物静かで心根の優しい女性だが、世渡りが下手なのに加えて、体質上一般人のように自活することが難しいためか、最初のエピソードを除いては就職しておらず、東京都内の小さな木造の一軒家でごく慎ましく単身生活している。クミに対しては「おばちゃん」と自称し、彼女に「おばちゃん」と呼ばれることも意に介していないことから、年齢には自覚的である模様[3]。シリアスなシーンでは、孤独の宿命に対する諦念の現れか、たびたび憂いを帯びた表情を見せる。
思わず怪獣に変身(してしまう)時、「あかんわーっ!!」と絶叫する。感情の高ぶりのきっかけは特に制約がない模様。映画撮影中になかなか思うように変身できなかった際、あらかじめ差し入れられていた冊子を開くと美少年写真集で、マミヤは瞬時に怪獣化した。
ナカジマ
政府の生物化学研究所の研究員。名前や年齢、経歴は不明。背広に眼鏡、三白眼の「公務員」を絵にかいたような堅物で、30代ぐらいの外見。マミヤの調査・管理が主な担当。
マミヤに対しては当初、管理対象として偏見を持っていた。共に過ごすうちにマミヤに好意を抱くようになるが、意外なツンデレぶりを見せる。
クミ
マミヤと同じく、興奮すると怪獣になってしまう体質の少女。登場時は幼稚園児。両親を炭鉱事故で亡くし、その変身体質から親族にも持て余され、政府の研究所に引き取られてきたことから、マミヤに出会った。本人は両親の死を知らず母親が帰ってくると信じており、母親以外の女性とは話したがらない。母親と(この頃建設された)東京タワーに行きたがっていた。その結果、研究所から1人で東京タワーに行ってしまい、母親が居ない事に寂しくなり変身してしまう。
同じく怪獣に変身したマミヤの慰めによって母親の喪失を受け入れた。以後はマミヤに懐き、マミヤ宅で一緒に暮らすようになる。
ユーリ
アメリカ人女性。

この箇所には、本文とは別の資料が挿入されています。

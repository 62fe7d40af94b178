//! Common utilities used across the crate.
//!
//! This module provides the parallelism switch and range helpers used by
//! the accumulation code.

use std::ops::Range;

use rayon::prelude::*;

// =============================================================================
// Parallelism Configuration
// =============================================================================

/// Whether parallel execution is allowed.
///
/// When `true`, components may use `rayon` parallel iterators.
/// When `false`, components must use sequential iteration.
///
/// Components don't manage thread pools - they just respect this flag.
#[derive(Clone, Copy, Debug, PartialEq, Eq)]
pub enum Parallelism {
    Sequential,
    Parallel,
}

impl Parallelism {
    /// Create from thread count semantics.
    ///
    /// - 0 = auto (parallel if rayon pool has multiple threads, sequential otherwise)
    /// - 1 = sequential
    /// - >1 = parallel
    #[inline]
    pub fn from_threads(n_threads: usize) -> Self {
        if n_threads == 1 || (n_threads == 0 && rayon::current_num_threads() == 1) {
            Parallelism::Sequential
        } else {
            Parallelism::Parallel
        }
    }

    /// Returns `true` if parallel execution is allowed.
    #[inline]
    pub fn is_parallel(self) -> bool {
        matches!(self, Parallelism::Parallel)
    }

    #[inline]
    pub fn maybe_par_map<T, B, I, F>(self, iter: I, f: F) -> Vec<B>
    where
        T: Send,
        B: Send,
        I: IntoIterator<Item = T> + IntoParallelIterator<Item = T>,
        F: Fn(T) -> B + Sync + Send,
    {
        if self.is_parallel() {
            iter.into_par_iter().map(f).collect()
        } else {
            iter.into_iter().map(f).collect()
        }
    }
}

// =============================================================================
// Range Utilities
// =============================================================================

/// Split `0..len` into consecutive ranges of at most `chunk_size` elements.
///
/// Returns an empty vector when `len == 0`.
///
/// # Panics
/// Panics if `chunk_size == 0`.
pub fn chunk_ranges(len: usize, chunk_size: usize) -> Vec<Range<usize>> {
    assert!(chunk_size > 0, "chunk_size must be positive");
    (0..len)
        .step_by(chunk_size)
        .map(|start| start..(start + chunk_size).min(len))
        .collect()
}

マミヤと同じで怪獣に変身する事ができ、三つ子の姉妹であるリンダ、パトリシアと合体する事によりキングギドラのような三つ首の怪獣になる事ができる。アメリカ軍兵士でアメリカ人だが名古屋弁を喋る[4]。太平洋戦争中、最前線でマミヤと戦ったことがあったが白黒つかなかったため、姉妹で個人的な再戦を挑むことを目的に軍を脱走。マミヤをおびき出すためナカジマを誘拐したが、ユーリがナカジマに好意を抱いたため殺す事ができなかった。
米軍に身柄を確保された後、軍務に復帰してベトナム戦争に参加した模様。
パトリシア・リンダ
ユーリの姉妹たち。

書誌情報編集

脚注編集

  1. ^ ただし完全に自在な変身はできず、一度変身すると次に変身可能になるには12時間を置く必要がある。

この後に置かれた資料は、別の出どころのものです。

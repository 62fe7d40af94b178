//! Running-mean leaf statistics.

use ndarray::{Array1, ArrayView1};
use tracing::{debug, warn};

use crate::config::ForestConfig;
use crate::data::{LabelledSample, RegressionLabel, SampleSet};
use crate::error::LeafStatsError;
use crate::utils::{chunk_ranges, Parallelism};

/// Minimum number of samples per worker in [`LeafStats::aggregate_with`].
const PARALLEL_CHUNK_SIZE: usize = 1024;

/// Mean target vector and sample count stored at a regression tree leaf.
///
/// Whenever `num_samples > 0`, `prediction` is the arithmetic mean of the
/// targets of exactly `num_samples` samples, no matter whether they arrived
/// through [`aggregate`](Self::aggregate), [`fuse`](Self::fuse) or
/// [`update`](Self::update). A leaf with no samples predicts the zero vector;
/// the only exception is the result of [`average`](Self::average), which
/// carries a mean of means with a zero count.
#[derive(Debug, Clone, PartialEq)]
pub struct LeafStats {
    prediction: Array1<f64>,
    num_samples: u64,
}

impl LeafStats {
    /// Empty statistics with the configured target dimensionality.
    pub fn new(config: &ForestConfig) -> Self {
        Self::zeros(config.num_target_variables())
    }

    fn zeros(dim: usize) -> Self {
        Self {
            prediction: Array1::zeros(dim),
            num_samples: 0,
        }
    }

    /// Build statistics from an explicit prediction and sample count.
    ///
    /// # Errors
    ///
    /// Returns [`LeafStatsError::ZeroDimension`] if `prediction` is empty.
    pub fn from_parts(prediction: Array1<f64>, num_samples: u64) -> Result<Self, LeafStatsError> {
        if prediction.is_empty() {
            return Err(LeafStatsError::ZeroDimension);
        }
        Ok(Self {
            prediction,
            num_samples,
        })
    }

    /// Current mean target estimate.
    #[inline]
    pub fn prediction(&self) -> ArrayView1<'_, f64> {
        self.prediction.view()
    }

    /// Number of samples folded into the prediction.
    #[inline]
    pub fn num_samples(&self) -> u64 {
        self.num_samples
    }

    /// Target dimensionality.
    #[inline]
    pub fn dim(&self) -> usize {
        self.prediction.len()
    }

    // =========================================================================
    // Aggregation from samples
    // =========================================================================

    /// Recompute the statistics as the mean target of `samples`.
    ///
    /// A final leaf is left untouched: its statistics were computed while it
    /// was still an intermediate leaf, and at finalization time the samples
    /// may carry pseudo targets from an alternating regression pass.
    ///
    /// An empty collection yields a zero prediction with zero samples.
    ///
    /// # Errors
    ///
    /// Returns [`LeafStatsError::DimensionMismatch`] if any sample's target
    /// has the wrong length. The statistics are unchanged in that case.
    pub fn aggregate<S>(&mut self, samples: &S, is_final_leaf: bool) -> Result<(), LeafStatsError>
    where
        S: SampleSet + ?Sized,
    {
        if is_final_leaf {
            return Ok(());
        }
        self.aggregate_range(samples, 0..samples.len())?;
        debug!(
            num_samples = self.num_samples,
            dim = self.dim(),
            "aggregated leaf statistics"
        );
        Ok(())
    }

    /// Like [`aggregate`](Self::aggregate), but splits large sample sets
    /// across rayon workers and fuses the partial statistics.
    ///
    /// The result equals `aggregate` up to floating-point rounding.
    pub fn aggregate_with<S>(
        &mut self,
        samples: &S,
        is_final_leaf: bool,
        parallelism: Parallelism,
    ) -> Result<(), LeafStatsError>
    where
        S: SampleSet + Sync + ?Sized,
    {
        if is_final_leaf {
            return Ok(());
        }
        if !parallelism.is_parallel() || samples.len() <= PARALLEL_CHUNK_SIZE {
            return self.aggregate(samples, false);
        }

        let dim = self.dim();
        let ranges = chunk_ranges(samples.len(), PARALLEL_CHUNK_SIZE);
        let n_chunks = ranges.len();
        let partials = parallelism.maybe_par_map(ranges, |range| {
            let mut partial = LeafStats::zeros(dim);
            partial.aggregate_range(samples, range)?;
            Ok::<_, LeafStatsError>(partial)
        });

        let mut combined = LeafStats::zeros(dim);
        for partial in partials {
            combined.fuse(&partial?)?;
        }
        *self = combined;

        debug!(
            num_samples = self.num_samples,
            n_chunks, "aggregated leaf statistics in parallel"
        );
        Ok(())
    }

    fn aggregate_range<S>(
        &mut self,
        samples: &S,
        range: std::ops::Range<usize>,
    ) -> Result<(), LeafStatsError>
    where
        S: SampleSet + ?Sized,
    {
        let dim = self.dim();
        for i in range.clone() {
            let target = samples.get(i).label().regr_target();
            LeafStatsError::check_dim("aggregate", dim, target.len())?;
        }

        self.prediction.fill(0.0);
        self.num_samples = range.len() as u64;
        for i in range {
            self.prediction += &samples.get(i).label().regr_target();
        }
        if self.num_samples > 0 {
            self.prediction /= self.num_samples as f64;
        }
        Ok(())
    }

    // =========================================================================
    // Combination
    // =========================================================================

    /// Merge statistics computed over a disjoint set of samples of the same
    /// leaf, weighting each side by its sample count.
    ///
    /// Fusing is commutative and associative up to rounding, so partial
    /// statistics can be combined in any order.
    ///
    /// # Errors
    ///
    /// - [`LeafStatsError::DimensionMismatch`] if the dimensionalities differ
    /// - [`LeafStatsError::SampleCountOverflow`] if the combined count does
    ///   not fit in a `u64`
    ///
    /// The statistics are unchanged on error.
    pub fn fuse(&mut self, other: &LeafStats) -> Result<(), LeafStatsError> {
        LeafStatsError::check_dim("fuse", self.dim(), other.dim())?;
        let total = LeafStatsError::add_counts("fuse", self.num_samples, other.num_samples)?;

        if self.num_samples == 0 {
            self.prediction.fill(0.0);
        }
        if total == 0 {
            return Ok(());
        }

        self.prediction *= self.num_samples as f64;
        self.prediction
            .scaled_add(other.num_samples as f64, &other.prediction);
        self.prediction /= total as f64;
        self.num_samples = total;
        Ok(())
    }

    /// Unweighted mean of the leaves' predictions, one vote per leaf.
    ///
    /// This combines leaves of different trees; unlike [`fuse`](Self::fuse)
    /// the sample counts are ignored. The result has `num_samples == 0`.
    ///
    /// # Errors
    ///
    /// - [`LeafStatsError::EmptyAverage`] if `leaves` is empty
    /// - [`LeafStatsError::DimensionMismatch`] if a leaf does not match the
    ///   configured dimensionality
    pub fn average<'a, I>(leaves: I, config: &ForestConfig) -> Result<LeafStats, LeafStatsError>
    where
        I: IntoIterator<Item = &'a LeafStats>,
    {
        let mut ret = LeafStats::new(config);
        let mut n_leaves = 0usize;
        for leaf in leaves {
            LeafStatsError::check_dim("average", ret.dim(), leaf.dim())?;
            ret.prediction += &leaf.prediction;
            n_leaves += 1;
        }
        if n_leaves == 0 {
            return Err(LeafStatsError::EmptyAverage);
        }
        ret.prediction /= n_leaves as f64;

        debug!(n_leaves, "averaged leaf statistics");
        Ok(ret)
    }

    /// Add `other`'s prediction element-wise, without any normalization.
    ///
    /// The sample count is unchanged. Used by additive correction schemes
    /// that manage weighting themselves.
    pub fn add_target(&mut self, other: &LeafStats) -> Result<(), LeafStatsError> {
        LeafStatsError::check_dim("add_target", self.dim(), other.dim())?;
        self.prediction += &other.prediction;
        Ok(())
    }

    // =========================================================================
    // Online update
    // =========================================================================

    /// Fold one more sample into the running mean.
    ///
    /// Equivalent, up to rounding, to re-aggregating over all samples seen
    /// so far. A leaf without samples is initialized from the sample.
    ///
    /// # Errors
    ///
    /// - [`LeafStatsError::DimensionMismatch`] if the sample's target has the
    ///   wrong length
    /// - [`LeafStatsError::SampleCountOverflow`] if the leaf already holds
    ///   `u64::MAX` samples
    ///
    /// The statistics are unchanged on error.
    pub fn update(&mut self, sample: &LabelledSample) -> Result<(), LeafStatsError> {
        let target = sample.label().regr_target();
        LeafStatsError::check_dim("update", self.dim(), target.len())?;

        if self.num_samples == 0 {
            warn!("online update on a leaf without samples, initializing from the sample");
            self.prediction.assign(&target);
            self.num_samples = 1;
            return Ok(());
        }

        let total = LeafStatsError::add_counts("update", self.num_samples, 1)?;
        self.prediction *= self.num_samples as f64;
        self.prediction += &target;
        self.num_samples = total;
        self.prediction /= total as f64;
        Ok(())
    }

    // =========================================================================
    // Targets
    // =========================================================================

    /// Map a prediction in standardized target space back to the original
    /// scale.
    ///
    /// Not implemented: always returns [`LeafStatsError::NotImplemented`]
    /// and leaves the statistics unchanged.
    pub fn denormalize_target_variables(
        &mut self,
        _mean: ArrayView1<'_, f64>,
        _std: ArrayView1<'_, f64>,
    ) -> Result<(), LeafStatsError> {
        Err(LeafStatsError::NotImplemented(
            "LeafStats::denormalize_target_variables",
        ))
    }

    /// Per-dimension residual `prediction - ground_truth`.
    pub fn residual(&self, label: &RegressionLabel) -> Result<Vec<f64>, LeafStatsError> {
        let gt = label.regr_target_gt();
        LeafStatsError::check_dim("residual", self.dim(), gt.len())?;
        Ok(self
            .prediction
            .iter()
            .zip(gt.iter())
            .map(|(p, g)| p - g)
            .collect())
    }
}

  2. ^ 作中の設定では、マミヤの巨大怪獣化によって建物破損などの損害が生じた場合、政府が補償する取り決めになっている。
  3. ^ マミヤの30代という年齢は、昭和30年代当時の日本女性としては結婚適齢期を著しく過ごしている。
  4. ^ 作中の描写から、三姉妹は第二次大戦中の対日戦投入を目的とした日本語教育に際して、名古屋弁を教育されてしまったふしがある。